[Stored data]
###

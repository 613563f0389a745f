//! Appointment and calendar routes.

use axum::extract::State;
use axum::http::StatusCode;
use axum::Json;
use clinic_core::models::{
    Appointment, AppointmentUpdate, CalendarEvent, NewAppointment, PatientAppointments,
};
use serde::Deserialize;

use super::{today, PeriodQuery};
use crate::error::ApiError;
use crate::extract::{AppJson, AppPath, AppQuery, CurrentDoctor};
use crate::AppState;

/// Scheduling form: the patient plus the appointment fields.
#[derive(Debug, Deserialize)]
pub struct ScheduleRequest {
    pub patient_local_id: i64,
    #[serde(flatten)]
    pub appointment: NewAppointment,
}

/// `GET /api/appointments?from=&to=`
pub async fn list(
    State(state): State<AppState>,
    doctor: CurrentDoctor,
    AppQuery(query): AppQuery<PeriodQuery>,
) -> Result<Json<Vec<Appointment>>, ApiError> {
    let period = query.resolve(today())?;
    let appointments = state
        .run(move |core| core.list_appointments(doctor.id, &period))
        .await?;
    Ok(Json(appointments))
}

/// `POST /api/appointments`
pub async fn schedule(
    State(state): State<AppState>,
    doctor: CurrentDoctor,
    AppJson(input): AppJson<ScheduleRequest>,
) -> Result<(StatusCode, Json<Appointment>), ApiError> {
    let appointment = state
        .run(move |core| {
            core.schedule_appointment(doctor.id, input.patient_local_id, &input.appointment)
        })
        .await?;
    Ok((StatusCode::CREATED, Json(appointment)))
}

/// `GET /api/appointments/:id`
pub async fn get(
    State(state): State<AppState>,
    doctor: CurrentDoctor,
    AppPath(appointment_id): AppPath<i64>,
) -> Result<Json<Appointment>, ApiError> {
    let appointment = state
        .run(move |core| core.get_appointment(doctor.id, appointment_id))
        .await?;
    Ok(Json(appointment))
}

/// `PUT /api/appointments/:id`: absent fields stay unchanged.
pub async fn update(
    State(state): State<AppState>,
    doctor: CurrentDoctor,
    AppPath(appointment_id): AppPath<i64>,
    AppJson(update): AppJson<AppointmentUpdate>,
) -> Result<Json<Appointment>, ApiError> {
    let appointment = state
        .run(move |core| core.update_appointment(doctor.id, appointment_id, &update))
        .await?;
    Ok(Json(appointment))
}

/// `DELETE /api/appointments/:id`
pub async fn delete(
    State(state): State<AppState>,
    doctor: CurrentDoctor,
    AppPath(appointment_id): AppPath<i64>,
) -> Result<StatusCode, ApiError> {
    state
        .run(move |core| core.delete_appointment(doctor.id, appointment_id))
        .await?;
    Ok(StatusCode::NO_CONTENT)
}

/// `GET /api/patients/:local_id/appointments`
pub async fn for_patient(
    State(state): State<AppState>,
    doctor: CurrentDoctor,
    AppPath(local_id): AppPath<i64>,
) -> Result<Json<PatientAppointments>, ApiError> {
    let appointments = state
        .run(move |core| core.patient_appointments(doctor.id, local_id))
        .await?;
    Ok(Json(appointments))
}

/// `GET /api/calendar?from=&to=`
pub async fn calendar(
    State(state): State<AppState>,
    doctor: CurrentDoctor,
    AppQuery(query): AppQuery<PeriodQuery>,
) -> Result<Json<Vec<CalendarEvent>>, ApiError> {
    let period = query.resolve(today())?;
    let events = state
        .run(move |core| core.calendar_events(doctor.id, &period))
        .await?;
    Ok(Json(events))
}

###

## [What is required]
Every record shown above should be set down again exactly.

## [Exercise result]
repository 613563f0389a745f
//! Appointment and calendar routes.

use axum::extract::State;
use axum::http::StatusCode;
use axum::Json;
use clinic_core::models::{
    Appointment, AppointmentUpdate, CalendarEvent, NewAppointment, PatientAppointments,
};
use serde::Deserialize;

use super::{today, PeriodQuery};
use crate::error::ApiError;
use crate::extract::{AppJson, AppPath, AppQuery, CurrentDoctor};
use crate::AppState;

/// Scheduling form: the patient plus the appointment fields.
#[derive(Debug, Deserialize)]
pub struct ScheduleRequest {
    pub patient_local_id: i64,
    #[serde(flatten)]
    pub appointment: NewAppointment,
}

/// `GET /api/appointments?from=&to=`
pub async fn list(
    State(state): State<AppState>,
    doctor: CurrentDoctor,
    AppQuery(query): AppQuery<PeriodQuery>,
) -> Result<Json<Vec<Appointment>>, ApiError> {
    let period = query.resolve(today())?;
    let appointments = state
        .run(move |core| core.list_appointments(doctor.id, &period))
        .await?;
    Ok(Json(appointments))
}

/// `POST /api/appointments`
pub async fn schedule(
    State(state): State<AppState>,
    doctor: CurrentDoctor,
    AppJson(input): AppJson<ScheduleRequest>,
) -> Result<(StatusCode, Json<Appointment>), ApiError> {
    let appointment = state
        .run(move |core| {
            core.schedule_appointment(doctor.id, input.patient_local_id, &input.appointment)
        })
        .await?;
    Ok((StatusCode::CREATED, Json(appointment)))
}

/// `GET /api/appointments/:id`
pub async fn get(
    State(state): State<AppState>,
    doctor: CurrentDoctor,
    AppPath(appointment_id): AppPath<i64>,
) -> Result<Json<Appointment>, ApiError> {
    let appointment = state
        .run(move |core| core.get_appointment(doctor.id, appointment_id))
        .await?;
    Ok(Json(appointment))
}

/// `PUT /api/appointments/:id`: absent fields stay unchanged.
pub async fn update(
    State(state): State<AppState>,
    doctor: CurrentDoctor,
    AppPath(appointment_id): AppPath<i64>,
    AppJson(update): AppJson<AppointmentUpdate>,
) -> Result<Json<Appointment>, ApiError> {
    let appointment = state
        .run(move |core| core.update_appointment(doctor.id, appointment_id, &update))
        .await?;
    Ok(Json(appointment))
}

/// `DELETE /api/appointments/:id`
pub async fn delete(
    State(state): State<AppState>,
    doctor: CurrentDoctor,
    AppPath(appointment_id): AppPath<i64>,
) -> Result<StatusCode, ApiError> {
    state
        .run(move |core| core.delete_appointment(doctor.id, appointment_id))
        .await?;
    Ok(StatusCode::NO_CONTENT)
}

/// `GET /api/patients/:local_id/appointments`
pub async fn for_patient(
    State(state): State<AppState>,
    doctor: CurrentDoctor,
    AppPath(local_id): AppPath<i64>,
) -> Result<Json<PatientAppointments>, ApiError> {
    let appointments = state
        .run(move |core| core.patient_appointments(doctor.id, local_id))
        .await?;
    Ok(Json(appointments))
}

/// `GET /api/calendar?from=&to=`
pub async fn calendar(
    State(state): State<AppState>,
    doctor: CurrentDoctor,
    AppQuery(query): AppQuery<PeriodQuery>,
) -> Result<Json<Vec<CalendarEvent>>, ApiError> {
    let period = query.resolve(today())?;
    let events = state
        .run(move |core| core.calendar_events(doctor.id, &period))
        .await?;
    Ok(Json(events))
}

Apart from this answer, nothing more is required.